Certain identity management solutions rely on a system known as Private Key Infrastructures (PKI), which enables users to be authenticated to each other by confirming identities through a trusted third party entity. Each PKI user is issued both a private key, such as a code or other identifier that is known only to the user, and a public key, which is disclosed to all users. Central to a PKI system is that fact that the public key be issued by the trusted third party. For example, if user A wishes to send a sensitive message to user B, user A would use user B's public key available from the trusted third party to encrypt the message, which user B would decrypt with his private key. If public keys were not controlled by a trusted third party, however, a malicious party could publish a public key purporting to be user B, and thereby intercept messages to user B using the phony public key's private equivalent. To avoid this problem, institutions known as Certificate Authorities (CA) often serve the role of independent, trusted third parties to issue and manage identify certificates. In addition to encrypting messages (which ensures privacy), user A can authenticate himself to user B by using user A's private key to encrypt a digital certificate. When user B receives it, she can use her public key to decrypt it, verifying first with the CA that the digital certificate is valid. However, there is currently no single CA for PKI systems. Companies seeking to communicate securely with a range of different users often must utilize many different CAs, which each use their own infrastructures and rule sets. Examples of CAs include Identrus, Entrust and VeriSign.

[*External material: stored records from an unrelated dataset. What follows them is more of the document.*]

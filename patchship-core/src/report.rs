//! Append-only run log.

use crate::error::{StepError, StepNote};
use chrono::Utc;
use patchship_types::outcome::{RunOutcome, StepRecord, StepStatus};
use patchship_types::patch::PatchOutcome;
use patchship_types::step::PlannedStep;
use tracing::{debug, error, info, warn};

/// Accumulates one record per planned step, in execution order.
///
/// Once a step with `abort_on_failure` fails the report is sealed: later
/// `record` calls are ignored and the remaining steps can only be marked
/// skipped.
#[derive(Debug, Clone, Default)]
pub struct RunReport {
    outcome: RunOutcome,
    sealed: bool,
}

impl RunReport {
    pub fn new() -> Self {
        Self::default()
    }

    pub fn run_id(&self) -> &str {
        &self.outcome.run_id
    }

    pub fn is_sealed(&self) -> bool {
        self.sealed
    }

    /// Append a record. Returns false when the report is sealed.
    pub fn record(
        &mut self,
        planned: &PlannedStep,
        status: StepStatus,
        message: Option<String>,
    ) -> bool {
        if self.sealed {
            debug!(step = planned.step.kind(), "report sealed, ignoring record");
            return false;
        }

        let idx = self.outcome.records.len();
        self.outcome.records.push(StepRecord {
            step: planned.step.clone(),
            status,
            message,
            abort_on_failure: planned.abort_on_failure,
        });

        if status.is_failure() && planned.abort_on_failure {
            self.sealed = true;
            self.outcome.aborted_at = Some(idx);
        }
        true
    }

    /// Record the result of executing `planned`, logging it.
    pub fn record_result(&mut self, planned: &PlannedStep, result: Result<StepNote, StepError>) {
        let label = planned.step.label();
        match result {
            Ok(note) => {
                match note.status {
                    StepStatus::Warned => {
                        warn!(step = %label, message = ?note.message, "step completed with warning")
                    }
                    StepStatus::Skipped => info!(step = %label, message = ?note.message, "step skipped"),
                    _ => info!(step = %label, "step succeeded"),
                }
                self.record(planned, note.status, note.message);
            }
            Err(e) => {
                if planned.abort_on_failure {
                    error!(step = %label, error = %e, "step failed");
                } else {
                    warn!(step = %label, error = %e, "best-effort step failed, continuing");
                }
                self.record(planned, StepStatus::Failed, Some(e.to_string()));
            }
        }
    }

    /// Mark steps that will not be attempted.
    pub fn skip_remaining(&mut self, steps: &[PlannedStep], reason: &str) {
        for planned in steps {
            self.outcome.records.push(StepRecord {
                step: planned.step.clone(),
                status: StepStatus::Skipped,
                message: Some(reason.to_string()),
                abort_on_failure: planned.abort_on_failure,
            });
        }
    }

    pub fn add_patch(&mut self, patch: PatchOutcome) {
        self.outcome.patches.push(patch);
    }

    pub fn add_recovery<I, S>(&mut self, commands: I)
    where
        I: IntoIterator<Item = S>,
        S: Into<String>,
    {
        self.outcome
            .recovery
            .extend(commands.into_iter().map(Into::into));
    }

    pub fn outcome(&self) -> &RunOutcome {
        &self.outcome
    }

    /// Console rendering of the current state of the report.
    pub fn render(&self) -> String {
        patchship_render::render_text(&self.outcome)
    }

    pub fn finish(mut self) -> RunOutcome {
        self.outcome.ended_at = Some(Utc::now());
        self.outcome
    }
}
use camino::Utf8PathBuf;
use serde::{Deserialize, Serialize};

/// How a rule locates the text it replaces.
#[derive(Debug, Clone, PartialEq, Eq, Serialize, Deserialize)]
#[serde(tag = "kind", rename_all = "snake_case")]
pub enum Matcher {
    /// Exact substring match.
    Literal { text: String },
    /// Regular expression; the replacement may use `$1` / `${name}` captures.
    Regex { pattern: String },
}

impl Matcher {
    pub fn literal(text: impl Into<String>) -> Self {
        Matcher::Literal { text: text.into() }
    }

    pub fn regex(pattern: impl Into<String>) -> Self {
        Matcher::Regex {
            pattern: pattern.into(),
        }
    }

    /// The raw literal text or pattern source.
    pub fn source(&self) -> &str {
        match self {
            Matcher::Literal { text } => text,
            Matcher::Regex { pattern } => pattern,
        }
    }

    pub fn kind(&self) -> &'static str {
        match self {
            Matcher::Literal { .. } => "literal",
            Matcher::Regex { .. } => "regex",
        }
    }
}

/// A single find/replace instruction against one file.
#[derive(Debug, Clone, PartialEq, Eq, Serialize, Deserialize)]
pub struct PatchRule {
    /// Target file, relative to the repository root unless absolute.
    pub path: Utf8PathBuf,
    pub matcher: Matcher,
    pub replacement: String,

    /// A required rule that matches nothing fails the whole file.
    #[serde(default = "default_true")]
    pub required: bool,

    /// Replace every occurrence (default) or only the first one.
    #[serde(default = "default_true", alias = "replaceAll")]
    pub replace_all: bool,

    /// Set to `false` for rules whose matcher still matches after they ran.
    #[serde(default = "default_true")]
    pub idempotent: bool,
}

fn default_true() -> bool {
    true
}

impl PatchRule {
    pub fn literal(
        path: impl Into<Utf8PathBuf>,
        text: impl Into<String>,
        replacement: impl Into<String>,
    ) -> Self {
        Self::new(path.into(), Matcher::literal(text), replacement.into())
    }

    pub fn regex(
        path: impl Into<Utf8PathBuf>,
        pattern: impl Into<String>,
        replacement: impl Into<String>,
    ) -> Self {
        Self::new(path.into(), Matcher::regex(pattern), replacement.into())
    }

    fn new(path: Utf8PathBuf, matcher: Matcher, replacement: String) -> Self {
        Self {
            path,
            matcher,
            replacement,
            required: true,
            replace_all: true,
            idempotent: true,
        }
    }

    /// Mark the rule best-effort: a non-match is logged and skipped.
    pub fn optional(mut self) -> Self {
        self.required = false;
        self
    }

    pub fn first_only(mut self) -> Self {
        self.replace_all = false;
        self
    }

    pub fn non_idempotent(mut self) -> Self {
        self.idempotent = false;
        self
    }
}

/// Effect of one rule on the in-memory buffer of its file.
#[derive(Debug, Clone, PartialEq, Eq, Serialize, Deserialize)]
pub struct PatchResult {
    pub path: Utf8PathBuf,
    /// Index of the rule in the list it was declared in.
    pub rule_index: usize,
    pub applied: bool,
    /// Occurrences the matcher found before replacement.
    pub matches: u64,
    pub byte_len_before: u64,
    pub byte_len_after: u64,
    pub sha256_before: String,
    pub sha256_after: String,
}

/// Everything the patcher did to one file.
#[derive(Debug, Clone, PartialEq, Eq, Serialize, Deserialize)]
pub struct PatchOutcome {
    pub path: Utf8PathBuf,
    pub results: Vec<PatchResult>,
    /// True when the file on disk was rewritten.
    pub written: bool,

    #[serde(default, skip_serializing_if = "Option::is_none")]
    pub backup_path: Option<Utf8PathBuf>,

    #[serde(default, skip_serializing_if = "String::is_empty")]
    pub diff: String,
}

impl PatchOutcome {
    pub fn applied_count(&self) -> usize {
        self.results.iter().filter(|r| r.applied).count()
    }

    pub fn changed(&self) -> bool {
        !self.diff.is_empty()
    }
}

In attempts to simplify communications between clients and various public key infrastructures and certificate authorities, others have proposed that all clients in need of PKI service implement a generic protocol for PKI-related communications. Such communications would then be translated by a central service into the protocol and format used by a destination PKI. However, certain PKI protocols have advantages and disadvantages over other PKI protocols. Thus, various entities may have legitimate desires for using specific PKI protocols based on their particular application set and user base. Similarly, adopting a generic protocol provides disincentives for making advances in PKI protocols, as changes to protocols would need wide acceptance before they are incorporated into the generic protocol. Thus, a need remains in the art for a PKI architecture that both promotes interoperability between PKI protocols while retaining the ability for PKI users to adopt, develop, and/or modify a PKI protocol that makes the most sense for the user.